AFI and Governing Intimacies joint book talk with Srila Roy and Shilpa Phadke

AFI and Governing Intimacies joint book talk with Srila Roy and Shilpa Phadke editors of Intimacy and injury In the wake of #MeToo in India and South Africa, and chapter (“Reading in-between the sheets: in conversation about SWEAT’s #SayHerName”) contributors Nosipho Vidima and Ntokozo Yingwama .
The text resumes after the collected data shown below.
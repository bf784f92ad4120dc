//! Command line argument parsing for the Solace CLI using clap.

use std::path::PathBuf;

use clap::{Parser, Subcommand, ValueEnum};
use serde::{Deserialize, Serialize};

/// Solace - intent classification and response selection for supportive chat
#[derive(Parser, Debug, Clone)]
#[command(name = "solace")]
#[command(about = "Train, inspect and talk to a Solace intent model")]
#[command(version = env!("CARGO_PKG_VERSION"))]
#[command(long_about = None)]
pub struct SolaceArgs {
    /// Verbosity level (0=quiet, 1=normal, 2=verbose, 3=debug)
    #[arg(short, long, action = clap::ArgAction::Count, global = true)]
    pub verbose: u8,

    /// Quiet mode (overrides verbose)
    #[arg(short, long, global = true)]
    pub quiet: bool,

    /// Output format
    #[arg(short = 'f', long = "format", default_value = "human", global = true)]
    pub output_format: OutputFormat,

    /// Pretty-print JSON output
    #[arg(long, global = true)]
    pub pretty: bool,

    /// Engine configuration file (JSON)
    #[arg(short, long, value_name = "CONFIG_FILE", env = "SOLACE_CONFIG", global = true)]
    pub config: Option<PathBuf>,

    /// Training corpus file (JSON); overrides the configuration
    #[arg(long, value_name = "CORPUS_FILE", env = "SOLACE_CORPUS", global = true)]
    pub corpus: Option<PathBuf>,

    /// Model artifact path; overrides the configuration
    #[arg(short, long, value_name = "MODEL_FILE", env = "SOLACE_MODEL", global = true)]
    pub model: Option<PathBuf>,

    /// Subcommand to execute
    #[command(subcommand)]
    pub command: Command,
}

impl SolaceArgs {
    /// Get the effective verbosity level
    pub fn verbosity(&self) -> u8 {
        if self.quiet {
            0
        } else {
            match self.verbose {
                0 => 1, // Default to normal
                n => n,
            }
        }
    }
}

/// Available CLI commands
#[derive(Subcommand, Debug, Clone)]
pub enum Command {
    /// Train a model from the corpus and save the artifact
    Train(TrainArgs),

    /// Classify a single message
    Classify(ClassifyArgs),

    /// Read messages from stdin and reply to each one
    Chat(ChatArgs),

    /// Show metadata of the saved model artifact
    Inspect,
}

/// Arguments for training
#[derive(Parser, Debug, Clone)]
pub struct TrainArgs {
    /// Only validate the corpus; do not write an artifact
    #[arg(long)]
    pub dry_run: bool,
}

/// Arguments for one-shot classification
#[derive(Parser, Debug, Clone)]
pub struct ClassifyArgs {
    /// Message to classify
    #[arg(value_name = "TEXT")]
    pub text: String,

    /// Include the full intent distribution
    #[arg(long)]
    pub scores: bool,

    /// Override the confidence threshold
    #[arg(short, long)]
    pub threshold: Option<f64>,
}

/// Arguments for interactive chat
#[derive(Parser, Debug, Clone)]
pub struct ChatArgs {
    /// Show intent and confidence next to each reply
    #[arg(long)]
    pub show_intent: bool,
}

/// Output formats
#[derive(ValueEnum, Debug, Clone, Copy, PartialEq, Eq, Serialize, Deserialize)]
#[serde(rename_all = "lowercase")]
pub enum OutputFormat {
    /// Human-readable output
    Human,
    /// JSON output
    Json,
}

#[cfg(test)]
mod tests {
    use super::*;

    #[test]
    fn test_verbosity() {
        let args = SolaceArgs::try_parse_from(["solace", "inspect"]).unwrap();
        assert_eq!(args.verbosity(), 1);

        let args = SolaceArgs::try_parse_from(["solace", "-vv", "inspect"]).unwrap();
        assert_eq!(args.verbosity(), 2);

        let args = SolaceArgs::try_parse_from(["solace", "--quiet", "-v", "inspect"]).unwrap();
        assert_eq!(args.verbosity(), 0);
    }

    #[test]
    fn test_output_format() {
        let args = SolaceArgs::try_parse_from(["solace", "--format", "json", "inspect"]).unwrap();
        assert_eq!(args.output_format, OutputFormat::Json);

        assert!(SolaceArgs::try_parse_from(["solace", "--format", "yaml", "inspect"]).is_err());
    }

    #[test]
    fn test_classify_args() {
        let args = SolaceArgs::try_parse_from([
            "solace",
            "classify",
            "I cannot sleep",
            "--scores",
            "--threshold",
            "0.7",
            "--model",
            "/tmp/model.slcm",
        ])
        .unwrap();

        assert_eq!(args.model, Some(PathBuf::from("/tmp/model.slcm")));
        if let Command::Classify(classify) = args.command {
            assert_eq!(classify.text, "I cannot sleep");
            assert!(classify.scores);
            assert_eq!(classify.threshold, Some(0.7));
        } else {
            panic!("Expected Classify command");
        }
    }

    #[test]
    fn test_train_args() {
        let args =
            SolaceArgs::try_parse_from(["solace", "--corpus", "corpus.json", "train", "--dry-run"])
                .unwrap();

        assert_eq!(args.corpus, Some(PathBuf::from("corpus.json")));
        assert!(matches!(args.command, Command::Train(TrainArgs { dry_run: true })));
    }

    #[test]
    fn test_missing_command() {
        assert!(SolaceArgs::try_parse_from(["solace"]).is_err());
    }
}
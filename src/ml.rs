//! Machine learning for Solace.
//!
//! Currently a single capability: intent classification of user messages.

pub mod intent_classifier;

pub use intent_classifier::*;
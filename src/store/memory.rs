//! In-memory model store.

use std::sync::Arc;
use std::sync::atomic::{AtomicUsize, Ordering};

use parking_lot::Mutex;

use crate::error::{LoadFailure, Result};
use crate::store::ModelStore;

/// Keeps the artifact bytes in process memory.
///
/// Clones share the same buffer.
#[derive(Debug, Clone, Default)]
pub struct MemoryModelStore {
    bytes: Arc<Mutex<Option<Vec<u8>>>>,
    writes: Arc<AtomicUsize>,
}

impl MemoryModelStore {
    /// An empty store.
    pub fn new() -> Self {
        Self::default()
    }

    /// A store pre-loaded with `bytes`.
    pub fn with_bytes(bytes: Vec<u8>) -> Self {
        let store = Self::new();
        *store.bytes.lock() = Some(bytes);
        store
    }

    /// Current artifact bytes, if any.
    pub fn bytes(&self) -> Option<Vec<u8>> {
        self.bytes.lock().clone()
    }

    pub fn clear(&self) {
        *self.bytes.lock() = None;
    }

    /// Number of successful writes.
    pub fn writes(&self) -> usize {
        self.writes.load(Ordering::SeqCst)
    }
}

impl ModelStore for MemoryModelStore {
    fn read_bytes(&self) -> std::result::Result<Vec<u8>, LoadFailure> {
        self.bytes.lock().clone().ok_or(LoadFailure::Missing)
    }

    fn write_bytes(&self, bytes: &[u8]) -> Result<()> {
        *self.bytes.lock() = Some(bytes.to_vec());
        self.writes.fetch_add(1, Ordering::SeqCst);
        Ok(())
    }

    fn location(&self) -> String {
        "memory".to_string()
    }
}

#[cfg(test)]
mod tests {
    use super::*;
    use crate::store::artifact::tests::sample_model;

    #[test]
    fn test_memory_store() {
        let store = MemoryModelStore::new();
        assert!(matches!(store.load(), Err(LoadFailure::Missing)));

        let model = sample_model();
        store.save(&model).unwrap();
        assert_eq!(store.load().unwrap(), model);
        assert_eq!(store.writes(), 1);

        let shared = store.clone();
        shared.clear();
        assert!(store.bytes().is_none());
    }

    #[test]
    fn test_with_bytes() {
        let store = MemoryModelStore::with_bytes(b"SLCM".to_vec());

        assert!(matches!(store.load(), Err(LoadFailure::Corrupt(_))));
        assert_eq!(store.writes(), 0);
    }
}
//! Text analysis module for Solace.
//!
//! This module turns raw user messages into canonical token sequences. It is
//! built from three kinds of parts that compose into a pipeline:
//!
//! ```text
//! Raw Text → Tokenizer → Filter 1 → ... → Filter N → Tokens
//! ```
//!
//! [`Normalizer`] is the configured entry point used by training and
//! inference alike, so identical text always yields identical tokens.

pub mod analyzer;
pub mod normalizer;
pub mod token;
pub mod token_filter;
pub mod tokenizer;

// Re-export commonly used types
pub use analyzer::*;
pub use normalizer::*;
pub use token::*;
pub use token_filter::*;
pub use tokenizer::*;
//! Model persistence.
//!
//! A [`ModelStore`] moves artifact bytes in and out of some medium; the
//! provided [`load`](ModelStore::load) and [`save`](ModelStore::save)
//! methods handle the artifact format on top of that.
//!
//! - [`FileModelStore`] - a single file, replaced atomically on save
//! - [`MemoryModelStore`] - an in-process buffer

pub mod artifact;
pub mod file;
pub mod memory;

pub use artifact::{
    ArtifactHeader, FORMAT_VERSION, HEADER_LEN, MAGIC, PersistedModel, decode_artifact,
    encode_artifact, read_header,
};
pub use file::FileModelStore;
pub use memory::MemoryModelStore;

use crate::error::{LoadFailure, Result};

/// A backend that can persist one model artifact.
pub trait ModelStore: Send + Sync + std::fmt::Debug {
    /// Read the raw artifact bytes.
    fn read_bytes(&self) -> std::result::Result<Vec<u8>, LoadFailure>;

    /// Replace the stored artifact with `bytes`.
    fn write_bytes(&self, bytes: &[u8]) -> Result<()>;

    /// Human readable location, used in logs.
    fn location(&self) -> String;

    /// Load and decode the stored model.
    fn load(&self) -> std::result::Result<PersistedModel, LoadFailure> {
        decode_artifact(&self.read_bytes()?)
    }

    /// Encode and store `model`.
    fn save(&self, model: &PersistedModel) -> Result<()> {
        let bytes = encode_artifact(model)?;
        self.write_bytes(&bytes)
    }
}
Original Date: Septemeber 16, 2022

Through the lens of the #MeToo moment, the book tracks histories of feminist organising in both countries, while also revealing how newer strategies extended or limited these struggles. Intimacy and injury is a timely mapping of a shifting political field around gender-based violence in the global south. In proposing comparative, interdisciplinary, ethnographically rich and analytically astute reflections on #MeToo, it provides new and potentially transformative directions to scholarly debates this book builds transnational feminist knowledge and solidarity in and across the global south.

About Srila Roy

Srila Roy is an associate professor of sociology and head of development studies at the University of the Witwatersrand, Johannesburg. She leads the Governing Intimacies project, which supports a new generation of researchers in gender and sexuality, with partners in India and Southern Africa. Before joining Wits, she was a lecturer in sociology at the University of Nottingham, after obtaining a PHD in sociology from the University of Warwick. Her long-standing research interests and expertise is in the field of transnational feminist studies.

About Shilpa Phadke

Shilpa Phadke is a Professor at the School of Media and Cultural Studies, Tata Institute of Social Sciences, Mumbai. She is co-author of the critically acclaimed book Why Loiter? Women and Risk on Mumbai Streets (Penguin, 2011) and co-director of the documentary film Under the Open Sky (2016). She has published both academically and in mainstream media in the areas of gender and public space, ethnographies of feminism, feminist pedagogy, risk and the city, middle-class sexualities, middle classes and the new spaces of consumption, feminist pedagogies and feminist parenting.

 

Dialogue contributors

Nosipho Vidima, sex worker, human rights activist, black conscious feminist, HIV rights activist and wom_n rights activist. Currently at Sonke Gender Justice as a Sex Worker Rights Project Specialist;

Ntokozo Yingwana, researcher and PhD candidate at the African Centre for Migration & Society (ACMS), at the University of the Witwatersrand.